Robert Storey on Adam and Cain

Dear Michael,

Two weeks is hardly enough time to begin to appreciate poetry like this, but if I wait for a complete grasp and enjoyment of it I’ll be waiting forever.

It’s a painful book to read. Not because it fails to do what you’re attempting, but because it succeeds with such stark and shocking force. You inhabit the cosmos of the poems with such utter existential fullness that it’s impossible (at least for me) to separate M.G. from Adam and from Cain or both from humanity as a whole. It baffles me that anyone should regard these poems as “blasphemous” or forays into outmoded myth. They’re no more “about” the family of Eden than Ghosts is about syphilis or M. Butterfly is about repressed homosexuality. The Garden (as I hope I don’t have to tell you!) is their occasion, not their subject. That subject, as I understand it, is the sum of those questions that agonize—and have always agonized—all thoughtful human beings: How have we arrived at such an impossible conception of divinity (--of that One “who walk[s] in cool evening/To eat of the fruit/Forbidden to us”)? How can life, so measured by that concept, ever be lived without shame (“When my manhood lifts,/ I wish I had never been born”)? Why has the human family been naturally (supernaturally?) plagued by so much strife and self-ignorance and ambiguous desire (“That was the riddle/That puzzled your love,/Especially naked”)? And these questions are only the obvious ones.
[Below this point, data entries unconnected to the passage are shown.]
/// Identity domain types
use crate::types::UserId;
use chrono::{DateTime, Utc};
use serde::{Deserialize, Serialize};

/// Fixed sentinel id used by the guest identity
pub const GUEST_ID: &str = "guest";

/// Display name used by the guest identity
pub const GUEST_USERNAME: &str = "Guest";

/// The active user context determining the storage namespace.
///
/// Exactly one identity is active at a time (or none, when the session is
/// anonymous). Registered identities carry a generated id; the guest
/// identity uses the fixed [`GUEST_ID`] sentinel.
#[derive(Debug, Clone, PartialEq, Eq, Serialize, Deserialize)]
#[serde(rename_all = "camelCase")]
pub struct Identity {
    /// Unique user identifier
    pub id: UserId,

    /// Display name
    pub username: String,

    /// Stored credential; the design has no real verification step
    #[serde(default, skip_serializing_if = "Option::is_none")]
    pub password: Option<String>,

    /// Avatar image reference
    #[serde(default, skip_serializing_if = "Option::is_none")]
    pub avatar: Option<String>,

    /// Whether this is the guest sentinel identity
    #[serde(default)]
    pub is_guest: bool,

    /// Account creation timestamp
    #[serde(default, skip_serializing_if = "Option::is_none")]
    pub created_at: Option<DateTime<Utc>>,
}

impl Identity {
    /// Create a registered (non-guest) identity with a freshly generated id
    pub fn registered(profile: Profile) -> Self {
        Self {
            id: UserId::generate(),
            username: profile.username,
            password: Some(profile.password),
            avatar: profile.avatar,
            is_guest: false,
            created_at: Some(Utc::now()),
        }
    }

    /// The fixed guest identity
    pub fn guest() -> Self {
        Self {
            id: UserId::new(GUEST_ID),
            username: GUEST_USERNAME.to_string(),
            password: None,
            avatar: None,
            is_guest: true,
            created_at: None,
        }
    }
}

/// Profile data supplied on signup or guest conversion
#[derive(Debug, Clone, PartialEq, Eq, Serialize, Deserialize)]
#[serde(rename_all = "camelCase")]
pub struct Profile {
    /// Requested display name
    pub username: String,

    /// Requested password
    pub password: String,

    /// Optional avatar image reference
    #[serde(default, skip_serializing_if = "Option::is_none")]
    pub avatar: Option<String>,
}

impl Profile {
    /// Create a profile without an avatar
    pub fn new(username: impl Into<String>, password: impl Into<String>) -> Self {
        Self {
            username: username.into(),
            password: password.into(),
            avatar: None,
        }
    }
}

#[cfg(test)]
mod tests {
    use super::*;

    #[test]
    fn guest_identity_uses_sentinel_id() {
        let guest = Identity::guest();
        assert_eq!(guest.id.as_str(), GUEST_ID);
        assert!(guest.is_guest);
        assert!(guest.created_at.is_none());
    }

    #[test]
    fn registered_identity_generates_fresh_id() {
        let a = Identity::registered(Profile::new("alice", "hunter2"));
        let b = Identity::registered(Profile::new("alice", "hunter2"));
        assert_ne!(a.id, b.id);
        assert!(!a.is_guest);
        assert!(a.created_at.is_some());
    }
}
//! Poster domain types

use chrono::{DateTime, Utc};
use serde::{Deserialize, Serialize};

/// Album metadata a poster is generated from
#[derive(Debug, Clone, PartialEq, Eq, Serialize, Deserialize)]
#[serde(rename_all = "camelCase")]
pub struct AlbumInfo {
    /// Album or track title
    pub title: String,
    /// Artist name
    pub artist: String,
}

impl AlbumInfo {
    /// Create album info
    pub fn new(title: impl Into<String>, artist: impl Into<String>) -> Self {
        Self {
            title: title.into(),
            artist: artist.into(),
        }
    }
}

/// Fixed set of poster layout templates
#[derive(Debug, Clone, Copy, PartialEq, Eq, Hash, Serialize, Deserialize)]
#[serde(rename_all = "lowercase")]
pub enum PosterTemplate {
    /// Modern collage layout with overlapping elements
    Pinterest,
    /// Clean and simple with focus on typography
    Minimalist,
    /// Dynamic grid layout with multiple album arts
    Collage,
    /// Retro design with distressed textures
    Vintage,
    /// Sleek design with geometric patterns
    Modern,
}

/// Static configuration of one template
#[derive(Debug, Clone, Copy, PartialEq, Eq)]
pub struct TemplateInfo {
    /// Display name
    pub name: &'static str,
    /// Short description
    pub description: &'static str,
    /// Aspect ratio label (e.g. "3:4")
    pub aspect_ratio: &'static str,
    /// Color palette; the first entry is the primary accent
    pub colors: [&'static str; 3],
}

impl PosterTemplate {
    /// All templates in catalogue order
    pub const ALL: [PosterTemplate; 5] = [
        PosterTemplate::Pinterest,
        PosterTemplate::Minimalist,
        PosterTemplate::Collage,
        PosterTemplate::Vintage,
        PosterTemplate::Modern,
    ];

    /// Template key for storage and display
    pub fn as_str(&self) -> &'static str {
        match self {
            PosterTemplate::Pinterest => "pinterest",
            PosterTemplate::Minimalist => "minimalist",
            PosterTemplate::Collage => "collage",
            PosterTemplate::Vintage => "vintage",
            PosterTemplate::Modern => "modern",
        }
    }

    /// Parse a template key
    pub fn from_str(s: &str) -> Option<Self> {
        match s {
            "pinterest" => Some(PosterTemplate::Pinterest),
            "minimalist" => Some(PosterTemplate::Minimalist),
            "collage" => Some(PosterTemplate::Collage),
            "vintage" => Some(PosterTemplate::Vintage),
            "modern" => Some(PosterTemplate::Modern),
            _ => None,
        }
    }

    /// Static configuration for this template
    pub fn info(&self) -> TemplateInfo {
        match self {
            PosterTemplate::Pinterest => TemplateInfo {
                name: "Pinterest Style",
                description: "Modern collage layout with overlapping elements",
                aspect_ratio: "3:4",
                colors: ["#ef4444", "#f59e0b", "#10b981"],
            },
            PosterTemplate::Minimalist => TemplateInfo {
                name: "Minimalist",
                description: "Clean and simple with focus on typography",
                aspect_ratio: "2:3",
                colors: ["#000000", "#ffffff", "#6b7280"],
            },
            PosterTemplate::Collage => TemplateInfo {
                name: "Collage Style",
                description: "Dynamic grid layout with multiple album arts",
                aspect_ratio: "1:1",
                colors: ["#8b5cf6", "#06b6d4", "#f97316"],
            },
            PosterTemplate::Vintage => TemplateInfo {
                name: "Vintage",
                description: "Retro design with distressed textures",
                aspect_ratio: "4:5",
                colors: ["#d97706", "#dc2626", "#7c2d12"],
            },
            PosterTemplate::Modern => TemplateInfo {
                name: "Modern",
                description: "Sleek design with geometric patterns",
                aspect_ratio: "16:9",
                colors: ["#3b82f6", "#06b6d4", "#6366f1"],
            },
        }
    }
}

/// Export file formats; the written content is a placeholder label, not a
/// real rasterization
#[derive(Debug, Clone, Copy, PartialEq, Eq, Serialize, Deserialize)]
#[serde(rename_all = "lowercase")]
pub enum PosterFormat {
    Png,
    Jpg,
    Pdf,
    Svg,
}

impl PosterFormat {
    /// File extension for this format
    pub fn extension(&self) -> &'static str {
        match self {
            PosterFormat::Png => "png",
            PosterFormat::Jpg => "jpg",
            PosterFormat::Pdf => "pdf",
            PosterFormat::Svg => "svg",
        }
    }

    /// Uppercase label used in the placeholder export content
    pub fn label(&self) -> &'static str {
        match self {
            PosterFormat::Png => "PNG",
            PosterFormat::Jpg => "JPG",
            PosterFormat::Pdf => "PDF",
            PosterFormat::Svg => "SVG",
        }
    }
}

/// A generated poster descriptor
#[derive(Debug, Clone, PartialEq, Eq, Serialize, Deserialize)]
#[serde(rename_all = "camelCase")]
pub struct Poster {
    /// Unique poster identifier
    pub id: String,
    /// Template the poster was generated with
    pub template: PosterTemplate,
    /// Album metadata the poster was generated from
    pub album_data: AlbumInfo,
    /// Generation timestamp
    pub generated_at: DateTime<Utc>,
    /// Placeholder preview as a base64 SVG data URL
    pub preview_url: String,
}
I read these poems, and I feel as if a gentle but imperious hand is pushing my head into the waters of the deepest well of being. Maybe that’s pretentious (and the poems themselves are anything but), and yet I can’t express myself without linguistic excess. Odd, when the poems have such a linguistically pared-down purity. Merely the physical experience of moving from word to word here is inexpressibly wonderful. Proper words in proper places: Swift’s dry formulation I’ve always thought a kind of modest recoil from alluding to that special form of worship in which all true poets engage. You’re one of the true ones.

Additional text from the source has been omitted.